Oviduct epithelia obtained from 32 cows were cultured. The oviducts were classified into follicular and luteal phases and divided into ampulla and isthmus regions. The epithelial cells were dissociated by enzyme digestion and cultured in plastic dishes with Dulbecco's modified Eagle's medium/Ham's F12 (1:1) containing 10% calf serum. After enzyme treatment, the epithelial suspension showed free ciliated and non-ciliated cells, and cell mass. The non-ciliated cells contained secretory granules in the cytoplasm. The cell mass was composed of ciliated and secretory cells. The cell mass adhered to the dish within 12-24 hr, while the free ciliated cells attached on Day 2 of the culture. The cells grew into confluent monolayers on Day 4. The cell monolayers contained ciliated and non-ciliated cells. The monolayered non-ciliated cells showed a few secretory granules. When the cells were further cultured without subculturing, ciliary activity diminished on Day 5 and was rarely detected on Day 9. When the cells were subcultured on Day 3, ciliary movement was detected on the monolayers for only 2 days.

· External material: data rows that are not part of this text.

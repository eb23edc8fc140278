//! rosrustext_ipc_core::intra_process
//!
//! Serialization-free delivery between a publisher and a subscription in the same process.
//!
//! Key ideas:
//! - `OwnershipEnvelope` is the single slot type: shared (`Arc`) or owned (`Box`)
//! - `IntraProcessBuffer` is written once over the envelope and dispatches on its tag
//! - storage is pluggable through `AllocationStrategy`, chosen at construction
//! - signalling waiters is the owning subscription's job, not the buffer's

mod allocation;
mod buffer;
mod envelope;
mod policy;

pub use allocation::{AllocationStrategy, HeapAllocation, SlotPool, PREALLOCATE_MAX};
pub use buffer::IntraProcessBuffer;
pub use envelope::{OwnedMessage, Ownership, OwnershipEnvelope, SharedMessage};
pub use policy::{BufferType, CapacityPolicy};
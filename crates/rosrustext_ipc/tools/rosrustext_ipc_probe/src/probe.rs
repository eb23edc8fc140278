use std::sync::Arc;

use anyhow::{Context, Result};
use rosrustext_ipc::intra_process::{IntraProcessSubscription, IntraProcessTopic};
use rosrustext_ipc::lifecycle::{LifecycleNode, LifecycleSubscription, ManagedEntity};
use rosrustext_ipc::logging::{log_core_error, LogSink};
use rosrustext_ipc::wait_set::NotifyGuardCondition;
use rosrustext_ipc::{WaitSet, WaitSetParticipant};
use rosrustext_ipc_core::error::ErrorKind;
use tracing::info;

use crate::config::Config;

type ProbeSubscription = LifecycleSubscription<IntraProcessSubscription<String>>;

/// Counts gathered over one probe run.
#[derive(Debug, Default, Clone, PartialEq, Eq)]
pub struct Report {
    /// Publishes suppressed by the gated publisher while inactive.
    pub suppressed: usize,
    /// Publishes accepted by the gated publisher while active.
    pub published: usize,
    /// Messages each subscription consumed, in creation order.
    pub consumed: Vec<usize>,
    /// Messages each subscription's buffer evicted.
    pub evicted: Vec<u64>,
    /// Poll cycles in which at least one subscription reported ready.
    pub ready_polls: usize,
}

/// Wire `config.subscriptions` subscriptions to one topic and drive a
/// inactive → active → inactive (direct delivery) → active cycle through them.
pub async fn run(config: &Config, sink: Arc<dyn LogSink>) -> Result<Report> {
    let node = LifecycleNode::with_config("rosrustext_ipc_probe", Arc::clone(&sink), config.ipc)
        .context("create probe node")?;
    let topic = Arc::new(IntraProcessTopic::<String>::new(config.topic.as_str()));

    let subscriptions = (0..config.subscriptions)
        .map(|i| {
            // Alternate callback preference so both take modes are exercised.
            node.create_intra_process_subscription(
                &topic,
                i % 2 == 0,
                Arc::new(NotifyGuardCondition::new()),
            )
        })
        .collect::<rosrustext_ipc_core::error::Result<Vec<_>>>()
        .context("wire intra-process subscriptions")?;
    let publisher = node.create_publisher::<String, _>(config.topic.as_str(), Arc::clone(&topic));

    let mut report = Report {
        consumed: vec![0; subscriptions.len()],
        ..Report::default()
    };
    let mut wait_set = WaitSet::with_capacity(subscriptions.len());

    for i in 0..config.messages {
        if !publisher.publish(&format!("inactive-{i}")).await? {
            report.suppressed += 1;
        }
    }
    poll(&subscriptions, &mut wait_set, sink.as_ref(), &mut report);

    node.on_activate();
    for i in 0..config.messages {
        if publisher.publish(&format!("active-{i}")).await? {
            report.published += 1;
        }
    }
    poll(&subscriptions, &mut wait_set, sink.as_ref(), &mut report);

    node.on_deactivate();
    for i in 0..config.messages {
        topic
            .publish_owned(Box::new(format!("buffered-{i}")))
            .context("deliver while inactive")?;
    }
    poll(&subscriptions, &mut wait_set, sink.as_ref(), &mut report);

    node.on_activate();
    poll(&subscriptions, &mut wait_set, sink.as_ref(), &mut report);

    report.evicted = subscriptions
        .iter()
        .map(|s| s.inner().buffer().evicted_count())
        .collect();

    info!(
        topic = %config.topic,
        suppressed = report.suppressed,
        published = report.published,
        ready_polls = report.ready_polls,
        "probe finished"
    );
    Ok(report)
}

/// One poll cycle: register, check readiness, drain whatever is ready.
fn poll(
    subscriptions: &[Arc<ProbeSubscription>],
    wait_set: &mut WaitSet,
    sink: &dyn LogSink,
    report: &mut Report,
) {
    wait_set.clear();
    for sub in subscriptions {
        if !sub.add_to_wait_set(wait_set) {
            tracing::warn!(topic = sub.topic_name(), "wait set registration failed");
        }
    }

    let mut any_ready = false;
    for (slot, sub) in subscriptions.iter().enumerate() {
        if !sub.is_ready(wait_set) {
            continue;
        }
        any_ready = true;
        loop {
            match take(sub) {
                Ok(message) => {
                    tracing::debug!(topic = sub.topic_name(), slot, %message, "consumed");
                    report.consumed[slot] += 1;
                }
                Err(err) if err.kind == ErrorKind::EmptyBuffer => break,
                Err(err) => {
                    log_core_error(sink, sub.topic_name(), &err);
                    break;
                }
            }
        }
    }
    if any_ready {
        report.ready_polls += 1;
    }
    tracing::trace!(
        active = subscriptions.iter().all(|s| s.is_activated()),
        "poll done"
    );
}

fn take(sub: &ProbeSubscription) -> rosrustext_ipc_core::error::Result<String> {
    if sub.use_take_shared_method() {
        sub.consume_shared().map(|m| (*m).clone())
    } else {
        sub.consume_owned().map(|m| *m)
    }
}
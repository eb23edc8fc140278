use std::future::Future;
use std::marker::PhantomData;
use std::pin::Pin;
use std::sync::Arc;

use rosrustext_ipc_core::lifecycle::ManagedEntity;

use super::endpoint::EndpointGate;
use crate::logging::LogSink;

/// Minimal async publish capability.
///
/// This is intentionally tiny so we can:
/// - unit test gating without a transport
/// - plug in either a middleware publisher or an `IntraProcessTopic`
pub trait PublishLike<T>: Send + Sync + 'static {
    type Error: std::error::Error + Send + Sync + 'static;

    fn publish<'a>(
        &'a self,
        msg: &'a T,
    ) -> Pin<Box<dyn Future<Output = Result<(), Self::Error>> + Send + 'a>>;
}

/// Lifecycle-gated publisher wrapper.
///
/// - publish attempts are suppressed unless activated
/// - the first suppressed publish of each inactive period is logged, later ones are silent
/// - wrapper owns no transport; it wraps any `PublishLike` implementation
pub struct LifecyclePublisher<T, P>
where
    P: PublishLike<T>,
{
    topic: String,
    inner: Arc<P>,
    gate: EndpointGate,
    _phantom: PhantomData<fn(&T)>,
}

impl<T, P> LifecyclePublisher<T, P>
where
    P: PublishLike<T>,
{
    pub fn new(topic: impl Into<String>, inner: Arc<P>, sink: Arc<dyn LogSink>) -> Self {
        Self {
            topic: topic.into(),
            inner,
            gate: EndpointGate::new(sink),
            _phantom: PhantomData,
        }
    }

    pub fn topic_name(&self) -> &str {
        &self.topic
    }

    /// Publish only when activated.
    ///
    /// Returns:
    /// - Ok(true): published
    /// - Ok(false): suppressed because inactive
    /// - Err(_): underlying publisher error
    pub async fn publish(&self, msg: &T) -> Result<bool, P::Error> {
        let topic = self.topic.as_str();
        if !self.gate.admit(topic, || {
            format!("Trying to publish message on the topic '{topic}', but the publisher is not activated")
        }) {
            return Ok(false);
        }
        self.inner.publish(msg).await?;
        Ok(true)
    }

    /// Access to the underlying publisher (escape hatch).
    pub fn inner(&self) -> &Arc<P> {
        &self.inner
    }
}

impl<T, P> ManagedEntity for LifecyclePublisher<T, P>
where
    P: PublishLike<T>,
{
    fn on_activate(&self) {
        self.gate.gate().activate();
    }

    fn on_deactivate(&self) {
        self.gate.gate().deactivate();
    }

    fn is_activated(&self) -> bool {
        self.gate.gate().is_active()
    }
}

#[cfg(test)]
mod tests {
    use super::*;
    use crate::logging::RecordingLogSink;
    use std::sync::atomic::{AtomicUsize, Ordering};

    #[derive(Debug)]
    struct DummyError;

    impl std::fmt::Display for DummyError {
        fn fmt(&self, f: &mut std::fmt::Formatter<'_>) -> std::fmt::Result {
            write!(f, "dummy error")
        }
    }
    impl std::error::Error for DummyError {}

    struct DummyPublisher {
        calls: AtomicUsize,
    }

    impl DummyPublisher {
        fn new() -> Self {
            Self {
                calls: AtomicUsize::new(0),
            }
        }

        fn calls(&self) -> usize {
            self.calls.load(Ordering::Relaxed)
        }
    }

    impl PublishLike<String> for DummyPublisher {
        type Error = DummyError;

        fn publish<'a>(
            &'a self,
            _msg: &'a String,
        ) -> Pin<Box<dyn Future<Output = Result<(), Self::Error>> + Send + 'a>> {
            Box::pin(async move {
                self.calls.fetch_add(1, Ordering::Relaxed);
                Ok(())
            })
        }
    }

    #[tokio::test]
    async fn suppressed_when_inactive_and_warns_once() {
        let inner = Arc::new(DummyPublisher::new());
        let sink = Arc::new(RecordingLogSink::new());
        let pub_ = LifecyclePublisher::<String, _>::new("/chatter", inner.clone(), sink.clone());

        for _ in 0..3 {
            let ok = pub_.publish(&"hello".to_string()).await.unwrap();
            assert!(!ok);
        }
        assert_eq!(inner.calls(), 0);
        assert_eq!(sink.warnings(), 1);
        assert!(sink.lines()[0].message.contains("topic '/chatter'"));
    }

    #[tokio::test]
    async fn publishes_when_active() {
        let inner = Arc::new(DummyPublisher::new());
        let sink = Arc::new(RecordingLogSink::new());
        let pub_ = LifecyclePublisher::<String, _>::new("/chatter", inner.clone(), sink.clone());
        pub_.on_activate();

        let ok = pub_.publish(&"hello".to_string()).await.unwrap();
        assert!(ok);
        assert_eq!(inner.calls(), 1);
        assert_eq!(sink.warnings(), 0);
    }

    #[tokio::test]
    async fn warning_rearms_after_each_deactivation() {
        let inner = Arc::new(DummyPublisher::new());
        let sink = Arc::new(RecordingLogSink::new());
        let pub_ = LifecyclePublisher::<String, _>::new("/chatter", inner.clone(), sink.clone());
        let msg = "hello".to_string();

        pub_.publish(&msg).await.unwrap();
        pub_.on_activate();
        pub_.publish(&msg).await.unwrap();
        pub_.on_deactivate();
        pub_.publish(&msg).await.unwrap();
        pub_.publish(&msg).await.unwrap();

        assert_eq!(inner.calls(), 1);
        assert_eq!(sink.warnings(), 2);
    }
}
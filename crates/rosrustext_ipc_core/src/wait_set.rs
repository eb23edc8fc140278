//! rosrustext_ipc_core::wait_set
//!
//! Minimal model of the event-waiting infrastructure endpoints register with.
//! The poll loop itself lives outside this crate; what lives here is the
//! registration table, the participant contract and the guard-condition signal.

use std::sync::atomic::{AtomicU64, Ordering};

use crate::error::{CoreError, Domain, ErrorKind, Payload, Result};

/// What kind of entity occupies a wait-set slot.
#[derive(Debug, Copy, Clone, Eq, PartialEq)]
pub enum EntryKind {
    Subscription,
    Service,
    GuardCondition,
}

#[derive(Debug, Clone, Eq, PartialEq)]
pub struct WaitEntry {
    pub kind: EntryKind,
    pub name: String,
}

/// Fixed-capacity registration table rebuilt on every poll cycle.
#[derive(Debug)]
pub struct WaitSet {
    entries: Vec<WaitEntry>,
    capacity: usize,
}

impl WaitSet {
    pub fn with_capacity(capacity: usize) -> Self {
        Self {
            entries: Vec::with_capacity(capacity),
            capacity,
        }
    }

    /// Register an entity for the current cycle; returns its slot index.
    pub fn add(&mut self, kind: EntryKind, name: impl Into<String>) -> Result<usize> {
        if self.entries.len() >= self.capacity {
            return Err(CoreError::error()
                .domain(Domain::WaitSet)
                .kind(ErrorKind::CapacityExceeded)
                .msg("wait set is full")
                .payload(Payload::Occupancy {
                    occupied: self.entries.len(),
                    limit: self.capacity,
                })
                .build());
        }

        self.entries.push(WaitEntry {
            kind,
            name: name.into(),
        });
        Ok(self.entries.len() - 1)
    }

    /// Drop all registrations (start of a new poll cycle).
    pub fn clear(&mut self) {
        self.entries.clear();
    }

    pub fn len(&self) -> usize {
        self.entries.len()
    }

    pub fn is_empty(&self) -> bool {
        self.entries.is_empty()
    }

    pub fn capacity(&self) -> usize {
        self.capacity
    }

    pub fn contains(&self, name: &str) -> bool {
        self.entries.iter().any(|e| e.name == name)
    }

    pub fn entries(&self) -> &[WaitEntry] {
        &self.entries
    }
}

/// Anything the poll loop can register and query.
///
/// `add_to_wait_set` returns `false` only when registration failed; an entity with
/// nothing to wait on reports `true`.
pub trait WaitSetParticipant: Send + Sync {
    fn add_to_wait_set(&self, wait_set: &mut WaitSet) -> bool;

    fn is_ready(&self, wait_set: &WaitSet) -> bool;
}

/// Lightweight signal used to wake a blocked poll.
pub trait GuardCondition: Send + Sync {
    fn trigger(&self);
}

/// Guard condition that only counts triggers. Useful for synchronous poll loops.
#[derive(Debug, Default)]
pub struct CountingGuardCondition {
    total: AtomicU64,
    pending: AtomicU64,
}

impl CountingGuardCondition {
    pub const fn new() -> Self {
        Self {
            total: AtomicU64::new(0),
            pending: AtomicU64::new(0),
        }
    }

    /// Triggers since construction.
    pub fn trigger_count(&self) -> u64 {
        self.total.load(Ordering::Acquire)
    }

    /// Triggers since the last call; resets the pending count.
    pub fn take_triggered(&self) -> u64 {
        self.pending.swap(0, Ordering::AcqRel)
    }
}

impl GuardCondition for CountingGuardCondition {
    fn trigger(&self) {
        self.total.fetch_add(1, Ordering::AcqRel);
        self.pending.fetch_add(1, Ordering::AcqRel);
    }
}

#[cfg(test)]
mod tests {
    use super::*;

    #[test]
    fn full_wait_set_rejects_registration() {
        let mut ws = WaitSet::with_capacity(1);
        assert_eq!(ws.add(EntryKind::Service, "/a").unwrap(), 0);

        let err = ws.add(EntryKind::Service, "/b").unwrap_err();
        assert_eq!(err.kind, ErrorKind::CapacityExceeded);
        assert_eq!(
            err.payload,
            Payload::Occupancy {
                occupied: 1,
                limit: 1
            }
        );

        ws.clear();
        assert!(ws.is_empty());
        assert!(ws.add(EntryKind::Service, "/b").is_ok());
        assert!(ws.contains("/b"));
        assert!(!ws.contains("/a"));
    }

    #[test]
    fn counting_guard_condition_tracks_pending() {
        let gc = CountingGuardCondition::new();
        gc.trigger();
        gc.trigger();

        assert_eq!(gc.take_triggered(), 2);
        assert_eq!(gc.take_triggered(), 0);

        gc.trigger();
        assert_eq!(gc.trigger_count(), 3);
    }
}
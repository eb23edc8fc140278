use std::sync::Arc;

use rosrustext_ipc_core::error::Result;
use rosrustext_ipc_core::intra_process::{
    AllocationStrategy, HeapAllocation, IntraProcessBuffer, OwnedMessage, OwnershipEnvelope,
    SharedMessage,
};
use rosrustext_ipc_core::wait_set::{EntryKind, GuardCondition, WaitSet, WaitSetParticipant};

use crate::config::IntraProcessConfig;
use crate::lifecycle::TransportEndpoint;

/// Receiving end of an intra-process topic.
///
/// Owns the buffer and the guard condition that wakes the poll loop. Every
/// successful insertion triggers the guard condition exactly once, whether or
/// not a lifecycle wrapper currently gates this subscription.
pub struct IntraProcessSubscription<M> {
    topic: String,
    buffer: IntraProcessBuffer<M>,
    guard: Arc<dyn GuardCondition>,
}

impl<M> IntraProcessSubscription<M>
where
    M: Send + Sync + 'static,
{
    /// `callback_prefers_shared` resolves `BufferType::CallbackDefault`.
    pub fn new(
        topic: impl Into<String>,
        config: &IntraProcessConfig,
        callback_prefers_shared: bool,
        guard: Arc<dyn GuardCondition>,
    ) -> Self {
        Self::with_allocator(
            topic,
            config,
            callback_prefers_shared,
            guard,
            Arc::new(HeapAllocation),
        )
    }

    pub fn with_allocator(
        topic: impl Into<String>,
        config: &IntraProcessConfig,
        callback_prefers_shared: bool,
        guard: Arc<dyn GuardCondition>,
        allocator: Arc<dyn AllocationStrategy>,
    ) -> Self {
        let topic = topic.into();
        let take_mode = config.buffer_type.resolve(callback_prefers_shared);
        let buffer =
            IntraProcessBuffer::with_allocator(topic.clone(), config.history, take_mode, allocator);

        Self {
            topic,
            buffer,
            guard,
        }
    }

    /// Accepts `Arc<M>` (shared) or `Box<M>` (owned).
    pub fn provide_intra_process_message(
        &self,
        message: impl Into<OwnershipEnvelope<M>>,
    ) -> Result<()> {
        self.buffer.add(message.into())?;
        self.guard.trigger();
        Ok(())
    }

    pub fn use_take_shared_method(&self) -> bool {
        self.buffer.use_take_shared_method()
    }

    pub fn consume(&self) -> Result<OwnershipEnvelope<M>> {
        self.buffer.consume()
    }

    pub fn consume_shared(&self) -> Result<SharedMessage<M>> {
        self.buffer.consume_shared()
    }

    /// Head entry only if it was stored shared; a mismatch leaves it queued.
    pub fn take_shared(&self) -> Result<SharedMessage<M>> {
        self.buffer.take_shared()
    }

    /// Head entry only if it was stored owned; a mismatch leaves it queued.
    pub fn take_owned(&self) -> Result<OwnedMessage<M>> {
        self.buffer.take_owned()
    }

    pub fn buffer(&self) -> &IntraProcessBuffer<M> {
        &self.buffer
    }
}

impl<M> IntraProcessSubscription<M>
where
    M: Clone + Send + Sync + 'static,
{
    pub fn consume_owned(&self) -> Result<OwnedMessage<M>> {
        self.buffer.consume_owned()
    }
}

impl<M> WaitSetParticipant for IntraProcessSubscription<M>
where
    M: Send + Sync + 'static,
{
    fn add_to_wait_set(&self, wait_set: &mut WaitSet) -> bool {
        wait_set
            .add(EntryKind::GuardCondition, self.topic.as_str())
            .is_ok()
    }

    fn is_ready(&self, _wait_set: &WaitSet) -> bool {
        self.buffer.has_data()
    }
}

impl<M> TransportEndpoint for IntraProcessSubscription<M>
where
    M: Send + Sync + 'static,
{
    fn name(&self) -> &str {
        &self.topic
    }
}
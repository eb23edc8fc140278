//! rosrustext_ipc_core::lifecycle
//!
//! The binary activation gate each managed entity exposes to a lifecycle manager.
//! This module intentionally contains **no** lifecycle state machine.
//!
//! Key ideas:
//! - Each entity owns exactly one `ActivationGate`
//! - `ManagedEntity` is the capability a lifecycle manager drives
//! - Gating applies to polling and publishing, never to buffering

mod gate;

pub use gate::ActivationGate;

/// Capability implemented by every activation-gated endpoint.
///
/// A lifecycle manager calls `on_activate` when entering Active and `on_deactivate`
/// when leaving it. `is_activated` reflects the last of those calls and nothing else.
pub trait ManagedEntity: Send + Sync {
    fn on_activate(&self);
    fn on_deactivate(&self);
    fn is_activated(&self) -> bool;
}

impl ManagedEntity for ActivationGate {
    fn on_activate(&self) {
        self.activate();
    }

    fn on_deactivate(&self) {
        self.deactivate();
    }

    fn is_activated(&self) -> bool {
        self.is_active()
    }
}
use std::sync::Arc;

use anyhow::{Context, Result};
use rosrustext_ipc::logging::TracingLogSink;
use rosrustext_ipc_probe::config::Config;
use rosrustext_ipc_probe::probe;
use tracing::info;
use tracing_subscriber::EnvFilter;

#[tokio::main(flavor = "multi_thread")]
async fn main() -> Result<()> {
    let filter = EnvFilter::try_from_default_env().unwrap_or_else(|_| EnvFilter::new("info"));
    tracing_subscriber::fmt().with_env_filter(filter).init();

    let config = Config::from_args().context("read probe configuration")?;

    info!(
        "probe started topic={} subscriptions={} messages={} history={:?} buffer_type={:?}",
        config.topic,
        config.subscriptions,
        config.messages,
        config.ipc.history,
        config.ipc.buffer_type
    );

    let report = probe::run(&config, Arc::new(TracingLogSink)).await?;

    for (slot, (consumed, evicted)) in report.consumed.iter().zip(&report.evicted).enumerate() {
        info!("subscription {slot}: consumed={consumed} evicted={evicted}");
    }
    info!("shutdown");
    Ok(())
}
pub mod config;
pub mod probe;
use std::sync::{Arc, Mutex, MutexGuard, PoisonError, Weak};

use rosrustext_ipc_core::error::{CoreError, Domain, ErrorKind, Result};
use rosrustext_ipc_core::lifecycle::{ActivationGate, ManagedEntity};
use rosrustext_ipc_core::wait_set::GuardCondition;

use super::{
    LifecyclePublisher, LifecycleService, LifecycleSubscription, PublishLike, TransportEndpoint,
};
use crate::config::IntraProcessConfig;
use crate::intra_process::{IntraProcessSubscription, IntraProcessTopic};
use crate::logging::LogSink;

/// Owner of a set of lifecycle endpoints.
///
/// Responsibilities:
/// - Hand its log sink and intra-process config to every endpoint it creates
/// - Fan `on_activate` / `on_deactivate` out to every endpoint still alive
///
/// Deciding *when* to activate is the caller's business; this is not a state machine.
/// Endpoints are held weakly: the caller owns them and dropping one destroys it.
/// New endpoints start deactivated, whatever the node's current state.
pub struct LifecycleNode {
    name: String,
    gate: ActivationGate,
    sink: Arc<dyn LogSink>,
    config: IntraProcessConfig,
    entities: Mutex<Vec<Weak<dyn ManagedEntity>>>,
}

/// Public API (library user facing).
impl LifecycleNode {
    pub fn new(name: impl Into<String>, sink: Arc<dyn LogSink>) -> Result<Self> {
        Self::with_config(name, sink, IntraProcessConfig::default())
    }

    pub fn with_config(
        name: impl Into<String>,
        sink: Arc<dyn LogSink>,
        config: IntraProcessConfig,
    ) -> Result<Self> {
        let name = name.into();
        if name.is_empty() {
            return Err(CoreError::error()
                .domain(Domain::Lifecycle)
                .kind(ErrorKind::InvalidArgument)
                .msg("node name must not be empty")
                .build());
        }

        Ok(Self {
            name,
            gate: ActivationGate::new(),
            sink,
            config,
            entities: Mutex::new(Vec::new()),
        })
    }

    /// Node name (for logging/introspection).
    pub fn name(&self) -> &str {
        &self.name
    }

    pub fn config(&self) -> &IntraProcessConfig {
        &self.config
    }

    /// Endpoints created by this node and still alive.
    pub fn entity_count(&self) -> usize {
        self.lock_entities()
            .iter()
            .filter(|e| e.strong_count() > 0)
            .count()
    }

    pub fn create_service<S>(&self, inner: Arc<S>) -> Arc<LifecycleService<S>>
    where
        S: TransportEndpoint + 'static,
    {
        let service = Arc::new(LifecycleService::new(inner, Arc::clone(&self.sink)));
        self.register(service.clone());
        service
    }

    pub fn create_subscription<S>(&self, inner: Arc<S>) -> Arc<LifecycleSubscription<S>>
    where
        S: TransportEndpoint + 'static,
    {
        let subscription = Arc::new(LifecycleSubscription::new(inner, Arc::clone(&self.sink)));
        self.register(subscription.clone());
        subscription
    }

    /// Build an intra-process subscription from the node config and wire it to `topic`.
    pub fn create_intra_process_subscription<M>(
        &self,
        topic: &IntraProcessTopic<M>,
        callback_prefers_shared: bool,
        guard: Arc<dyn GuardCondition>,
    ) -> Result<Arc<LifecycleSubscription<IntraProcessSubscription<M>>>>
    where
        M: Send + Sync + 'static,
    {
        let inner = Arc::new(IntraProcessSubscription::new(
            topic.name(),
            &self.config,
            callback_prefers_shared,
            guard,
        ));
        topic.add_subscription(&inner)?;

        tracing::debug!(
            node = %self.name,
            topic = topic.name(),
            take_shared = inner.use_take_shared_method(),
            "intra-process subscription wired"
        );
        Ok(self.create_subscription(inner))
    }

    pub fn create_publisher<T, P>(
        &self,
        topic: impl Into<String>,
        inner: Arc<P>,
    ) -> Arc<LifecyclePublisher<T, P>>
    where
        T: 'static,
        P: PublishLike<T>,
    {
        let publisher = Arc::new(LifecyclePublisher::new(topic, inner, Arc::clone(&self.sink)));
        self.register(publisher.clone());
        publisher
    }

    fn register(&self, entity: Arc<dyn ManagedEntity>) {
        self.lock_entities().push(Arc::downgrade(&entity));
    }

    fn lock_entities(&self) -> MutexGuard<'_, Vec<Weak<dyn ManagedEntity>>> {
        match self.entities.lock() {
            Ok(guard) => guard,
            Err(poison) => {
                tracing::warn!(node = %self.name, "lifecycle entity list poisoned");
                poison.into_inner()
            }
        }
    }

    /// Prune dead endpoints, then apply `f` to the live ones.
    fn for_each_entity(&self, f: impl Fn(&dyn ManagedEntity)) {
        let live: Vec<Arc<dyn ManagedEntity>> = {
            let mut entities = self.lock_entities();
            entities.retain(|e| e.strong_count() > 0);
            entities.iter().filter_map(Weak::upgrade).collect()
        };
        for entity in &live {
            f(entity.as_ref());
        }
    }
}

impl ManagedEntity for LifecycleNode {
    fn on_activate(&self) {
        self.gate.activate();
        self.for_each_entity(|e| e.on_activate());
        tracing::info!(node = %self.name, "endpoints activated");
    }

    fn on_deactivate(&self) {
        self.gate.deactivate();
        self.for_each_entity(|e| e.on_deactivate());
        tracing::info!(node = %self.name, "endpoints deactivated");
    }

    fn is_activated(&self) -> bool {
        self.gate.is_active()
    }
}

#[cfg(test)]
mod tests {
    use super::*;
    use crate::logging::RecordingLogSink;
    use crate::testing::FakeTransport;
    use rosrustext_ipc_core::wait_set::{
        CountingGuardCondition, EntryKind, WaitSet, WaitSetParticipant,
    };

    fn node() -> LifecycleNode {
        LifecycleNode::new("talker", Arc::new(RecordingLogSink::new())).unwrap()
    }

    #[test]
    fn empty_name_is_rejected() {
        let err = LifecycleNode::new("", Arc::new(RecordingLogSink::new()))
            .err()
            .unwrap();
        assert_eq!(err.kind, ErrorKind::InvalidArgument);
    }

    #[test]
    fn activation_fans_out_to_live_endpoints() {
        let node = node();
        let service = node.create_service(Arc::new(FakeTransport::new("/reset")));
        let subscription = node.create_subscription(Arc::new(FakeTransport::subscription("/cmd")));
        assert!(!service.is_activated());

        node.on_activate();
        assert!(node.is_activated());
        assert!(service.is_activated());
        assert!(subscription.is_activated());

        let mut ws = WaitSet::with_capacity(2);
        assert!(service.add_to_wait_set(&mut ws));
        assert!(subscription.add_to_wait_set(&mut ws));
        let kinds: Vec<EntryKind> = ws.entries().iter().map(|e| e.kind).collect();
        assert_eq!(kinds, [EntryKind::Service, EntryKind::Subscription]);

        drop(subscription);
        assert_eq!(node.entity_count(), 1);

        node.on_deactivate();
        assert!(!node.is_activated());
        assert!(!service.is_activated());
    }

    #[test]
    fn endpoints_created_after_activation_start_inactive() {
        let node = node();
        node.on_activate();

        let topic: IntraProcessTopic<u32> = IntraProcessTopic::new("/late");
        let sub = node
            .create_intra_process_subscription(
                &topic,
                true,
                Arc::new(CountingGuardCondition::new()),
            )
            .unwrap();
        assert!(!sub.is_activated());
        assert_eq!(topic.subscription_count(), 1);

        drop(sub);
        assert_eq!(topic.subscription_count(), 0);
    }
}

Cell mass that did not adhere to the dish and remained floating in the medium formed ball-like structures on Day 2. Active ciliary beating was observed on the cells that were cultured in the medium supplemented with 10(-5) and 10(-9) M estradiol-17 beta, however, the ciliary activity diminished on Day 5. No difference in the cell growth was observed between the follicular and luteal phases or between the ampulla and isthmus regions.